● Activity: Search the records for the string "step" and copy every line in which it appears.

(Beginning of Data under study)

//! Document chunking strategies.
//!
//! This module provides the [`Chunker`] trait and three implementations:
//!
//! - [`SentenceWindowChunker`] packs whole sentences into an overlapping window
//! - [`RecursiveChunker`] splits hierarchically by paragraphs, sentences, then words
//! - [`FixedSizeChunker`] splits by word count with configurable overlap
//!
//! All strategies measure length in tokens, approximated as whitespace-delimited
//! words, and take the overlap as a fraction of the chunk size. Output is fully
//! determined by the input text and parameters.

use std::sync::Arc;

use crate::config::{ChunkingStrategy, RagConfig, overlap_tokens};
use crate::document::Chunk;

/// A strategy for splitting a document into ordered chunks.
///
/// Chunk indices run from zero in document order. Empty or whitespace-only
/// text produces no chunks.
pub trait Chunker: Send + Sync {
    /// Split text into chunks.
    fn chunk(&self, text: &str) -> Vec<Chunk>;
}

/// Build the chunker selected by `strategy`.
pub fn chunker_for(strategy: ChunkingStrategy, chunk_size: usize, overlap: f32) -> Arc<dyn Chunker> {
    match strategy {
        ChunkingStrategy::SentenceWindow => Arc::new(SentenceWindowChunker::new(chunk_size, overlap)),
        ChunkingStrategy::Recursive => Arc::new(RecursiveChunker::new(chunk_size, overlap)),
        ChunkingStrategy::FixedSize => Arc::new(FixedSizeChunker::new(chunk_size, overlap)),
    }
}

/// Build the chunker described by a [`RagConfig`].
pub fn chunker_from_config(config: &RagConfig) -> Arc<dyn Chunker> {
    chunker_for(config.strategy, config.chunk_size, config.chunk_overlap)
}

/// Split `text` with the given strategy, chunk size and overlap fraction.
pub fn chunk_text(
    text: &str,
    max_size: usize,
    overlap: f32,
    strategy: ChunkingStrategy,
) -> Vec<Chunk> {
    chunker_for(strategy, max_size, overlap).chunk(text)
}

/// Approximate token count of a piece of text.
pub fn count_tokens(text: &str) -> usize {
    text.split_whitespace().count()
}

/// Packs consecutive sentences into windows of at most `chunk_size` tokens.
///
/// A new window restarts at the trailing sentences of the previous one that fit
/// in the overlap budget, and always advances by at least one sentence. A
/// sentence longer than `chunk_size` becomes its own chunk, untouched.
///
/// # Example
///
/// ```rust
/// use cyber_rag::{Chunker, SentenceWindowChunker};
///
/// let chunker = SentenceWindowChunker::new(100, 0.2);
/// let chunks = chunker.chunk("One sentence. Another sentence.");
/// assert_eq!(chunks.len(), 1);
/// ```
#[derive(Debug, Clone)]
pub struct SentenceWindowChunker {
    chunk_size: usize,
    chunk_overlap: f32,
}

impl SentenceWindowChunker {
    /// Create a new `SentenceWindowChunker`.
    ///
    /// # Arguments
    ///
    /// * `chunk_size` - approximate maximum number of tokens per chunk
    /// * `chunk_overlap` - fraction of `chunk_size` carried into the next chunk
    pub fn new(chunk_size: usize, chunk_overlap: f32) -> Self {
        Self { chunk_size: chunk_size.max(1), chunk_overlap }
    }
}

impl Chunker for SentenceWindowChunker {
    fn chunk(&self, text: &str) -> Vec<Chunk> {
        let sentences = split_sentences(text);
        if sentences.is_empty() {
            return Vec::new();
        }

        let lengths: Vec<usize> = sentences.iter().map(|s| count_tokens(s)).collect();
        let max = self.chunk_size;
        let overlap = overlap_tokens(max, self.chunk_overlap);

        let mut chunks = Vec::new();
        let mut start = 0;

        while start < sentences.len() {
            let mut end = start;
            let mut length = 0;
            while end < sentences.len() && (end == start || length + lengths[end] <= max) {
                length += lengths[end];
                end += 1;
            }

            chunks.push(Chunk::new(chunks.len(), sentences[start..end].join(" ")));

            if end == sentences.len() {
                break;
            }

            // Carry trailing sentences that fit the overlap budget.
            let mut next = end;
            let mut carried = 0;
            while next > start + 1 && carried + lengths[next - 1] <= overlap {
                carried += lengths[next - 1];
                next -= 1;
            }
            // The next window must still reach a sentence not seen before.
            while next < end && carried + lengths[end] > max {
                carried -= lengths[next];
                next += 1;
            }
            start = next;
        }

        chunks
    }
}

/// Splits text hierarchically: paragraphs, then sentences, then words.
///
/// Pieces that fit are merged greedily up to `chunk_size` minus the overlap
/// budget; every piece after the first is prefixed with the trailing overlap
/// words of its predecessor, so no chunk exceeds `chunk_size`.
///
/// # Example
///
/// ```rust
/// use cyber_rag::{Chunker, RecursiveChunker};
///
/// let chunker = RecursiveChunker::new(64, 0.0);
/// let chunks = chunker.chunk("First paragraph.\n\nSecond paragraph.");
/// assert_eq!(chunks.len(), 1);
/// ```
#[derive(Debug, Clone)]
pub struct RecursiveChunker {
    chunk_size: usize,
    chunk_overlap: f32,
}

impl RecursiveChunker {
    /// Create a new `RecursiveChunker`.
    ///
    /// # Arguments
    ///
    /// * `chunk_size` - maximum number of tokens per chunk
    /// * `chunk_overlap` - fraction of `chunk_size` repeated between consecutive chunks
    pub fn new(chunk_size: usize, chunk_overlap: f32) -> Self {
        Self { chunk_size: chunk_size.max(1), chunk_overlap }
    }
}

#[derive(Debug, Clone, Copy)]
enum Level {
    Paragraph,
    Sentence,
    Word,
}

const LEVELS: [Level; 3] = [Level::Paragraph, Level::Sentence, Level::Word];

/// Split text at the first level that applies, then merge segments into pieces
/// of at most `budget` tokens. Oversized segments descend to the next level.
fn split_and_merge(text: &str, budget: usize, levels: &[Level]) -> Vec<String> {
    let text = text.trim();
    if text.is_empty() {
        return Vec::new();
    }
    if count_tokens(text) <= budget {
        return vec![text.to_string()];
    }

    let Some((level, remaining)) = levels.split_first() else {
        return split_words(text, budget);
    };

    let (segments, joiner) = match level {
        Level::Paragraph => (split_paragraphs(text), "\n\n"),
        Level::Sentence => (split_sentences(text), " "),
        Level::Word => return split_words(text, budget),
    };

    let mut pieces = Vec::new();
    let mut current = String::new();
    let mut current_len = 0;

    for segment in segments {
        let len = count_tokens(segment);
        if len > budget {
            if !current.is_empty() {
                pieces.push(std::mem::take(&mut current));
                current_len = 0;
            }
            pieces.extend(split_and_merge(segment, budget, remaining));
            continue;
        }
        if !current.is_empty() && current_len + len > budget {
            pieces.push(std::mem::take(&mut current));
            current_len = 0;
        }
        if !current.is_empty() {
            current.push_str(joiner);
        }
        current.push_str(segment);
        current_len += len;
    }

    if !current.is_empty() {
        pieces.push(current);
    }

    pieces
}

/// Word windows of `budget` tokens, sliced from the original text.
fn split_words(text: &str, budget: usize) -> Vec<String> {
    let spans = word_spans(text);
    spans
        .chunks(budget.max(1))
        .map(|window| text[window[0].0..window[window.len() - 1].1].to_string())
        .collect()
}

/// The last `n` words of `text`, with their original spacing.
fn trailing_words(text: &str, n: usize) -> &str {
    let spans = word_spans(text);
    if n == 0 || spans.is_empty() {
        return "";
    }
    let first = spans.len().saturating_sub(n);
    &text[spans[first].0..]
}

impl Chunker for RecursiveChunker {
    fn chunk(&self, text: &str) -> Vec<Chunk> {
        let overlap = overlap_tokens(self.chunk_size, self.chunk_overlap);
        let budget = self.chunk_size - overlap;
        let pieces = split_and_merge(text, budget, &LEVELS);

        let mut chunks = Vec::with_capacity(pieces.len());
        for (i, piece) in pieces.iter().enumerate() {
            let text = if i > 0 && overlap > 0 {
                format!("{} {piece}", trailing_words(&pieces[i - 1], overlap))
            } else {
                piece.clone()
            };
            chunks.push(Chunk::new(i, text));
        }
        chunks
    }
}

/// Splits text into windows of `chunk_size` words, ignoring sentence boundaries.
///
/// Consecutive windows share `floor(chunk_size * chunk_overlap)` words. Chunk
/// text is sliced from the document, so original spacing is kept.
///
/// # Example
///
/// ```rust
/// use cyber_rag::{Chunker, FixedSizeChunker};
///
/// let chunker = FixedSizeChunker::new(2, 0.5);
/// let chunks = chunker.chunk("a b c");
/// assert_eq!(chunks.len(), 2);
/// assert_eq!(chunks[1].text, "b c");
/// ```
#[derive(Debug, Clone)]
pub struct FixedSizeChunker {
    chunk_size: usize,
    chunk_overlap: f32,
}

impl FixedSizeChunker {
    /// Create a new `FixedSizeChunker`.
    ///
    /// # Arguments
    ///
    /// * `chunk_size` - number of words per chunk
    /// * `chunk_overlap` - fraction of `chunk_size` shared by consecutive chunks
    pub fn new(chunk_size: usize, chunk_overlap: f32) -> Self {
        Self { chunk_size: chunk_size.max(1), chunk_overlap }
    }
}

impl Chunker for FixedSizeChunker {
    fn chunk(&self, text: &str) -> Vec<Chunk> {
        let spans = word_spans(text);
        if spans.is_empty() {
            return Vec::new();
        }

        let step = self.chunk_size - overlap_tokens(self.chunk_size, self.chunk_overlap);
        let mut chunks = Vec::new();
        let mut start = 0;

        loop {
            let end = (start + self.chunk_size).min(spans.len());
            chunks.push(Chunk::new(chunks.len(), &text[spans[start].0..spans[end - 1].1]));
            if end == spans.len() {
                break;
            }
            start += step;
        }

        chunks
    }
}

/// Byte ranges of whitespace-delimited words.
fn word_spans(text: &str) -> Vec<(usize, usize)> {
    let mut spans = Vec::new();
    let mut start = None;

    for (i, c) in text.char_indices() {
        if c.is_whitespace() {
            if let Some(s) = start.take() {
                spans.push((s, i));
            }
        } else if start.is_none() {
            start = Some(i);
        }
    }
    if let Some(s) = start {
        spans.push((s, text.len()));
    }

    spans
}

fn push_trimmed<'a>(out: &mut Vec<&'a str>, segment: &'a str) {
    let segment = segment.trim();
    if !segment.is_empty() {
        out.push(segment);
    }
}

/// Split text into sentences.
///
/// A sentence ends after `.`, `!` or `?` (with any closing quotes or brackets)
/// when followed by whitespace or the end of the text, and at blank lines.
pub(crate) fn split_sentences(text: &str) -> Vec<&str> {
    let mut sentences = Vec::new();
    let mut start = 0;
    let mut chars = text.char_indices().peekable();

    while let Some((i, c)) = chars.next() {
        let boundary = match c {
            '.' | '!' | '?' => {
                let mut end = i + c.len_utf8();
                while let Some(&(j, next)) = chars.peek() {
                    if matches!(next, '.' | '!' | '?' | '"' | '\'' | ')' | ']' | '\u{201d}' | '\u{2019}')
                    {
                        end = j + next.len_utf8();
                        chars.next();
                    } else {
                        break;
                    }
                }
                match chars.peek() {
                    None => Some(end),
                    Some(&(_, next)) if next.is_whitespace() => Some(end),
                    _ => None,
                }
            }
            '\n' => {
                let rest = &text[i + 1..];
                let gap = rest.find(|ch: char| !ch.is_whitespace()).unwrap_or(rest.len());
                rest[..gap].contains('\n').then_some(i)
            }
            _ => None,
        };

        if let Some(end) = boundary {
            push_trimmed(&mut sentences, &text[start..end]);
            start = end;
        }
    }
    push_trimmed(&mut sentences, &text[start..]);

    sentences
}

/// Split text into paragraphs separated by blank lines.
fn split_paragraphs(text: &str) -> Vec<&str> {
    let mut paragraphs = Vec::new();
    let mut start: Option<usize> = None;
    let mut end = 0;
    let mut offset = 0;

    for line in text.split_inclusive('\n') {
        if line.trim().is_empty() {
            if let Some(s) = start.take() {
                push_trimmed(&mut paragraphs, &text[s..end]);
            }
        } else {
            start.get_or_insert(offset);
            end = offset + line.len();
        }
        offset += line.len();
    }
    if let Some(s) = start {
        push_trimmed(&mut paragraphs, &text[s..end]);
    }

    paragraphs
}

(End of Data under study)

● Written answer:
        let step = self.chunk_size - overlap_tokens(self.chunk_size, self.chunk_overlap);
            start += step;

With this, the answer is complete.